START Dataset entries

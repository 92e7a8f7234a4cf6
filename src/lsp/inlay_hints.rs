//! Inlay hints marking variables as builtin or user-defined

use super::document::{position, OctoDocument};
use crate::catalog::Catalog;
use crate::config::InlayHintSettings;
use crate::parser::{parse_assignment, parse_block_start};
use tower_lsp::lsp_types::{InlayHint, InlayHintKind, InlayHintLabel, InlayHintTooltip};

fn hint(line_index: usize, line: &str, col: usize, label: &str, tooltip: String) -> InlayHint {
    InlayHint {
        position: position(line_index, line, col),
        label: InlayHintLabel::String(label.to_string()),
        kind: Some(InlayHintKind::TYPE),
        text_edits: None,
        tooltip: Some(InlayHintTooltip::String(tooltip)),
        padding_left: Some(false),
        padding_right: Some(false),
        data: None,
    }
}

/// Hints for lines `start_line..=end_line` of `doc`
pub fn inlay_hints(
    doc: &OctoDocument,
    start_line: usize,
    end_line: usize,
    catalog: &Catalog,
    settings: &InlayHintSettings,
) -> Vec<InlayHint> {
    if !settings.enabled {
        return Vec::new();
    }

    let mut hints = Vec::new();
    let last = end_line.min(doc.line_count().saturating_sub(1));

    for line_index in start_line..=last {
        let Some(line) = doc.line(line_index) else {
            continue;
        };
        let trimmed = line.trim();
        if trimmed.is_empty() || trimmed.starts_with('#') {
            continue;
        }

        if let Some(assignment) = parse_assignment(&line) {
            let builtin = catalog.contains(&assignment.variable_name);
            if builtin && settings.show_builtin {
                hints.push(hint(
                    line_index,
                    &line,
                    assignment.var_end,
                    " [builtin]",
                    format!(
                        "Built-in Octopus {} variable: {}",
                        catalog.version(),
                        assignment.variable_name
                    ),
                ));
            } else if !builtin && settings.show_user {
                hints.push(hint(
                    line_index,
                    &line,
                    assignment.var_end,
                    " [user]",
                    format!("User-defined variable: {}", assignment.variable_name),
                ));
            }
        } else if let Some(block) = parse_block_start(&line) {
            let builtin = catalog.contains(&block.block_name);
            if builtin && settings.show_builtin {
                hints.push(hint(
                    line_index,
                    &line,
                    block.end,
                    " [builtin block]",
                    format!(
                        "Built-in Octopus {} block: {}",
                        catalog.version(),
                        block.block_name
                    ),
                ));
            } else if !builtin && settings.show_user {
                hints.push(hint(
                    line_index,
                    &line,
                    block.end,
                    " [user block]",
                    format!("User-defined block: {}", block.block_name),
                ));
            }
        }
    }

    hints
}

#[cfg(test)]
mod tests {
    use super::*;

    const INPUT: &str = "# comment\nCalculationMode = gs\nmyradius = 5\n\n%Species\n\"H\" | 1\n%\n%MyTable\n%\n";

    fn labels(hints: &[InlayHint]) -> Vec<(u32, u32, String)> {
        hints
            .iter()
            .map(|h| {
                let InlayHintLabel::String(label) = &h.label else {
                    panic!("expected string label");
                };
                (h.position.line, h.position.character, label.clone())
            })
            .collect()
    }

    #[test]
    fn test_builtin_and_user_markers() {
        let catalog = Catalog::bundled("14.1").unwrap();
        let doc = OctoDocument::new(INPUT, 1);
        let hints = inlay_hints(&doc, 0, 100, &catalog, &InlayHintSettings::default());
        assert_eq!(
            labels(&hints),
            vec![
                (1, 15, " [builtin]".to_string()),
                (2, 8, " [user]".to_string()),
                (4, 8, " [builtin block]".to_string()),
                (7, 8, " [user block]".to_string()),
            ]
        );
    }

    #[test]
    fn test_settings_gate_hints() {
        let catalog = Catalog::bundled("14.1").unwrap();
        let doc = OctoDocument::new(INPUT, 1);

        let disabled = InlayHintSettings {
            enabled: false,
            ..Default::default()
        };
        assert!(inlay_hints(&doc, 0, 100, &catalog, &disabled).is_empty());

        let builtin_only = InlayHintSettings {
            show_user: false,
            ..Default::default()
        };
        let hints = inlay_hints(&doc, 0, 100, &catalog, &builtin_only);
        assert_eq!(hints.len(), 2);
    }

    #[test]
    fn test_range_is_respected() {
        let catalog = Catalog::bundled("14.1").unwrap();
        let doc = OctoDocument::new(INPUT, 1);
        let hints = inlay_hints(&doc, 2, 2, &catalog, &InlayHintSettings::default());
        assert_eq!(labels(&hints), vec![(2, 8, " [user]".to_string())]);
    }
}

END Dataset entries

Assignment: What is needed here is a word-for-word copy of the whole listing.

Response to this exercise:
repository 92e7a8f7234a4cf6
filename src/lsp/inlay_hints.rs
//! Inlay hints marking variables as builtin or user-defined

use super::document::{position, OctoDocument};
use crate::catalog::Catalog;
use crate::config::InlayHintSettings;
use crate::parser::{parse_assignment, parse_block_start};
use tower_lsp::lsp_types::{InlayHint, InlayHintKind, InlayHintLabel, InlayHintTooltip};

fn hint(line_index: usize, line: &str, col: usize, label: &str, tooltip: String) -> InlayHint {
    InlayHint {
        position: position(line_index, line, col),
        label: InlayHintLabel::String(label.to_string()),
        kind: Some(InlayHintKind::TYPE),
        text_edits: None,
        tooltip: Some(InlayHintTooltip::String(tooltip)),
        padding_left: Some(false),
        padding_right: Some(false),
        data: None,
    }
}

/// Hints for lines `start_line..=end_line` of `doc`
pub fn inlay_hints(
    doc: &OctoDocument,
    start_line: usize,
    end_line: usize,
    catalog: &Catalog,
    settings: &InlayHintSettings,
) -> Vec<InlayHint> {
    if !settings.enabled {
        return Vec::new();
    }

    let mut hints = Vec::new();
    let last = end_line.min(doc.line_count().saturating_sub(1));

    for line_index in start_line..=last {
        let Some(line) = doc.line(line_index) else {
            continue;
        };
        let trimmed = line.trim();
        if trimmed.is_empty() || trimmed.starts_with('#') {
            continue;
        }

        if let Some(assignment) = parse_assignment(&line) {
            let builtin = catalog.contains(&assignment.variable_name);
            if builtin && settings.show_builtin {
                hints.push(hint(
                    line_index,
                    &line,
                    assignment.var_end,
                    " [builtin]",
                    format!(
                        "Built-in Octopus {} variable: {}",
                        catalog.version(),
                        assignment.variable_name
                    ),
                ));
            } else if !builtin && settings.show_user {
                hints.push(hint(
                    line_index,
                    &line,
                    assignment.var_end,
                    " [user]",
                    format!("User-defined variable: {}", assignment.variable_name),
                ));
            }
        } else if let Some(block) = parse_block_start(&line) {
            let builtin = catalog.contains(&block.block_name);
            if builtin && settings.show_builtin {
                hints.push(hint(
                    line_index,
                    &line,
                    block.end,
                    " [builtin block]",
                    format!(
                        "Built-in Octopus {} block: {}",
                        catalog.version(),
                        block.block_name
                    ),
                ));
            } else if !builtin && settings.show_user {
                hints.push(hint(
                    line_index,
                    &line,
                    block.end,
                    " [user block]",
                    format!("User-defined block: {}", block.block_name),
                ));
            }
        }
    }

    hints
}

#[cfg(test)]
mod tests {
    use super::*;

    const INPUT: &str = "# comment\nCalculationMode = gs\nmyradius = 5\n\n%Species\n\"H\" | 1\n%\n%MyTable\n%\n";

    fn labels(hints: &[InlayHint]) -> Vec<(u32, u32, String)> {
        hints
            .iter()
            .map(|h| {
                let InlayHintLabel::String(label) = &h.label else {
                    panic!("expected string label");
                };
                (h.position.line, h.position.character, label.clone())
            })
            .collect()
    }

    #[test]
    fn test_builtin_and_user_markers() {
        let catalog = Catalog::bundled("14.1").unwrap();
        let doc = OctoDocument::new(INPUT, 1);
        let hints = inlay_hints(&doc, 0, 100, &catalog, &InlayHintSettings::default());
        assert_eq!(
            labels(&hints),
            vec![
                (1, 15, " [builtin]".to_string()),
                (2, 8, " [user]".to_string()),
                (4, 8, " [builtin block]".to_string()),
                (7, 8, " [user block]".to_string()),
            ]
        );
    }

    #[test]
    fn test_settings_gate_hints() {
        let catalog = Catalog::bundled("14.1").unwrap();
        let doc = OctoDocument::new(INPUT, 1);

        let disabled = InlayHintSettings {
            enabled: false,
            ..Default::default()
        };
        assert!(inlay_hints(&doc, 0, 100, &catalog, &disabled).is_empty());

        let builtin_only = InlayHintSettings {
            show_user: false,
            ..Default::default()
        };
        let hints = inlay_hints(&doc, 0, 100, &catalog, &builtin_only);
        assert_eq!(hints.len(), 2);
    }

    #[test]
    fn test_range_is_respected() {
        let catalog = Catalog::bundled("14.1").unwrap();
        let doc = OctoDocument::new(INPUT, 1);
        let hints = inlay_hints(&doc, 2, 2, &catalog, &InlayHintSettings::default());
        assert_eq!(labels(&hints), vec![(2, 8, " [user]".to_string())]);
    }
}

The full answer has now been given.